However, the suspension is quite noisy. I didn’t find it remarkably so when I first drove a Jolion, but the impressive quietness of the H6 has made me rethink it. It’s just a constant hubbub of bumpity-bump-bump which is at odds with the largely smooth and composed ride.

I’m guessing it’s a lack of sound isolation material where the suspension meets the chassis. I’m sure as an owner it will fade into background noise.

Then again, it’s possible that the noise comes hand-in-hand with the larger 18-inch alloys that weren’t fitted to the Lux I drove last year.

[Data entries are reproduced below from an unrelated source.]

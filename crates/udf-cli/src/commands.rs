use std::collections::BTreeMap;
use std::path::Path;

use anyhow::{Context, Result, anyhow};
use chrono::NaiveDate;
use serde::Serialize;
use tracing::{info, info_span};

use udf_codec::{param_map_to_json, to_dynamic_model, to_param_map};
use udf_compile::{
    FormCompiler, OptionCatalog, UnmappedPolicy, ValidationIssue, validate_model,
};
use udf_model::{DynamicModel, ParamMap};
use udf_table::{
    ColumnConfig, FilterService, SortKey, SortedOptionList, TranslationCache, compile_columns,
    resolve_visibility, set_visible, sort_rows,
};
use udf_cli::args::{parse_filter, parse_option_source, parse_seed};
use udf_cli::config::{EngineConfig, load_or_default};
use udf_cli::loaders::{
    OptionRow, load_class, load_model, load_options, load_params, load_rows, load_translations,
};

use crate::cli::{
    ColumnsArgs, CompileArgs, DecodeArgs, EncodeArgs, OptionsArgs, OutputArgs, OutputFormatArg,
};
use crate::summary::{
    print_columns, print_compiled, print_issues, print_model, print_options, print_rows,
    print_special_types,
};

fn load_engine_config(flag: Option<&Path>) -> Result<EngineConfig> {
    load_or_default(flag).context("load engine configuration")
}

fn print_json<T: Serialize + ?Sized>(value: &T) -> Result<()> {
    println!("{}", serde_json::to_string_pretty(value)?);
    Ok(())
}

pub fn run_compile(args: &CompileArgs, config_path: Option<&Path>) -> Result<()> {
    let config = load_engine_config(config_path)?;
    let class = load_class(&args.class_file)?;
    let _span = info_span!("compile", class = %class.name).entered();

    let mut options = config.compile_options();
    if let Some(prefix) = &args.label_prefix {
        options.label_prefix.clone_from(prefix);
    }
    if args.fail_on_unmapped {
        options.unmapped = UnmappedPolicy::FailFast;
    }
    options.catalog = load_catalog(&args.options)?;
    let compiled = FormCompiler::new(options)
        .compile(&class)
        .with_context(|| format!("compile class {}", class.name))?;
    info!(entries = compiled.len(), "compiled form");

    match args.output.format {
        OutputFormatArg::Table => print_compiled(&class.name, &compiled),
        OutputFormatArg::Json => print_json(&compiled)?,
    }
    Ok(())
}

fn sorted_options(rows: &[OptionRow]) -> SortedOptionList {
    let mut options = SortedOptionList::new();
    for row in rows {
        options.insert_parts(
            row.key.clone(),
            row.category.as_deref(),
            row.sub_category.as_deref(),
            row.kind.as_deref(),
        );
    }
    options
}

fn load_catalog(sources: &[String]) -> Result<OptionCatalog> {
    let mut catalog = OptionCatalog::new();
    for source in sources {
        let (enum_type, path) = parse_option_source(source)?;
        let options = sorted_options(&load_options(&path)?);
        info!(enum_type = %enum_type, options = options.len(), "loaded option list");
        catalog = catalog.with_list(enum_type, options);
    }
    Ok(catalog)
}

#[derive(Serialize)]
#[serde(rename_all = "camelCase")]
struct ColumnsReport<'a> {
    columns: &'a [ColumnConfig],
    #[serde(skip_serializing_if = "Option::is_none")]
    rows: Option<Vec<&'a DynamicModel>>,
    #[serde(skip_serializing_if = "BTreeMap::is_empty")]
    pending_translations: BTreeMap<&'a str, Vec<&'a str>>,
}

pub fn run_columns(args: &ColumnsArgs, config_path: Option<&Path>) -> Result<()> {
    let config = load_engine_config(config_path)?;
    let registry = config.registry()?;
    let class = load_class(&args.class_file)?;
    let _span = info_span!("columns", class = %class.name).entered();

    let header_prefix = args
        .header_prefix
        .as_deref()
        .unwrap_or(&config.header_prefix);
    let mut columns = compile_columns(&class.fields, header_prefix)
        .with_context(|| format!("compile columns for {}", class.name))?;
    config.apply_column_groups(&mut columns)?;
    let changed = resolve_visibility(&mut columns, &config.visibility, &registry);
    for field in &args.hide {
        set_visible(&mut columns, field, false)?;
    }
    info!(
        columns = columns.len(),
        visibility_changes = changed,
        "compiled columns"
    );

    let sort_keys = args
        .sort
        .iter()
        .map(|key| key.parse::<SortKey>().map_err(|e| anyhow!(e)))
        .collect::<Result<Vec<_>>>()?;
    let filters = args
        .filter
        .iter()
        .map(|arg| parse_filter(arg))
        .collect::<Result<Vec<_>>>()?;

    let mut cache = TranslationCache::new();
    let mut rows = match &args.rows {
        Some(path) => Some(load_rows(path)?),
        None => None,
    };
    if let Some(rows) = rows.as_mut() {
        let translations = match &args.translations {
            Some(path) => load_translations(path)?,
            None => BTreeMap::new(),
        };
        let requested = cache.warm(&columns, rows, &translations);
        info!(rows = rows.len(), requested, "resolved translations");
        sort_rows(rows, &sort_keys, &columns, &cache);
    } else if !sort_keys.is_empty() || !filters.is_empty() {
        return Err(anyhow!("--sort and --filter need --rows"));
    }

    let service = FilterService::default();
    let shown = match rows.as_deref() {
        Some(rows) => Some(service.filter_rows(rows, &filters, &columns, &cache)?),
        None => None,
    };

    match args.output.format {
        OutputFormatArg::Table => {
            print_columns(&columns);
            if let Some(shown) = &shown {
                print_rows(&columns, shown, &cache);
            }
        }
        OutputFormatArg::Json => {
            let pending_translations = columns
                .iter()
                .filter(|column| column.translate.is_some())
                .map(|column| {
                    (
                        column.field_name.as_str(),
                        cache.pending(&column.field_name),
                    )
                })
                .filter(|(_, pending)| !pending.is_empty())
                .collect();
            print_json(&ColumnsReport {
                columns: &columns,
                rows: shown,
                pending_translations,
            })?;
        }
    }
    Ok(())
}

#[derive(Serialize)]
struct DecodeReport<'a> {
    model: &'a DynamicModel,
    #[serde(skip_serializing_if = "Option::is_none")]
    issues: Option<&'a [ValidationIssue]>,
}

/// Decode a parameter map. Returns the validation issues when `--validate`
/// was given.
pub fn run_decode(
    args: &DecodeArgs,
    config_path: Option<&Path>,
) -> Result<Vec<ValidationIssue>> {
    let class = load_class(&args.class_file)?;
    let params = load_params(&args.params_file)?;
    let seed = args.seed.as_deref().map(parse_seed).transpose()?;
    let model = to_dynamic_model(
        &class.fields,
        &params,
        seed.as_ref()
            .map(|(field, value)| (field.as_str(), value.clone())),
    )
    .with_context(|| format!("decode parameters for {}", class.name))?;

    let issues = if args.validate {
        let config = load_engine_config(config_path)?;
        let compiled = FormCompiler::new(config.compile_options())
            .compile(&class)
            .with_context(|| format!("compile class {}", class.name))?;
        let today = match &args.today {
            Some(text) => NaiveDate::parse_from_str(text, "%Y-%m-%d")
                .with_context(|| format!("invalid --today '{text}'"))?,
            None => chrono::Local::now().date_naive(),
        };
        let issues = validate_model(&compiled, &model, today);
        info!(issues = issues.len(), %today, "validated model");
        Some(issues)
    } else {
        None
    };

    match args.output.format {
        OutputFormatArg::Table => {
            print_model(&model);
            if let Some(issues) = &issues {
                print_issues(issues);
            }
        }
        OutputFormatArg::Json => print_json(&DecodeReport {
            model: &model,
            issues: issues.as_deref(),
        })?,
    }
    Ok(issues.unwrap_or_default())
}

pub fn run_encode(args: &EncodeArgs) -> Result<()> {
    let class = load_class(&args.class_file)?;
    let model = load_model(&args.model_file)?;
    let params: ParamMap = to_param_map(&class.fields, &model)
        .with_context(|| format!("encode model for {}", class.name))?;
    info!(params = params.len(), "encoded model");
    println!("{}", param_map_to_json(&params, true)?);
    Ok(())
}

pub fn run_options(args: &OptionsArgs) -> Result<()> {
    let rows = load_options(&args.options_file)?;
    let options = sorted_options(&rows);
    info!(rows = rows.len(), options = options.len(), "sorted options");
    match args.output.format {
        OutputFormatArg::Table => print_options(&options),
        OutputFormatArg::Json => print_json(options.as_slice())?,
    }
    Ok(())
}

pub fn run_special_types(args: &OutputArgs, config_path: Option<&Path>) -> Result<()> {
    let config = load_engine_config(config_path)?;
    let registry = config.registry()?;
    let types = registry.get_all();
    match args.format {
        OutputFormatArg::Table => print_special_types(&types),
        OutputFormatArg::Json => print_json(&types)?,
    }
    Ok(())
}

As I discovered a year ago, you can’t get the fuel figure from the engine computer, or at least neither I nor the manual could work it out. The ADR testing regime yielded a figure of 8.1L/100km, which seemed about right.

Ownership

Haval sends its cars out with a seven-year, unlimited-kilometre warranty, which is up there with Kia and beaten only by Mitsubishi’s ten-year warranty. There’s a five-year roadside assist package to go with it.

Also lasting five years is the capped-price servicing program. The first service arrives at 12 months or 10,000km but subsequent services stretch to 12 months/15,000km.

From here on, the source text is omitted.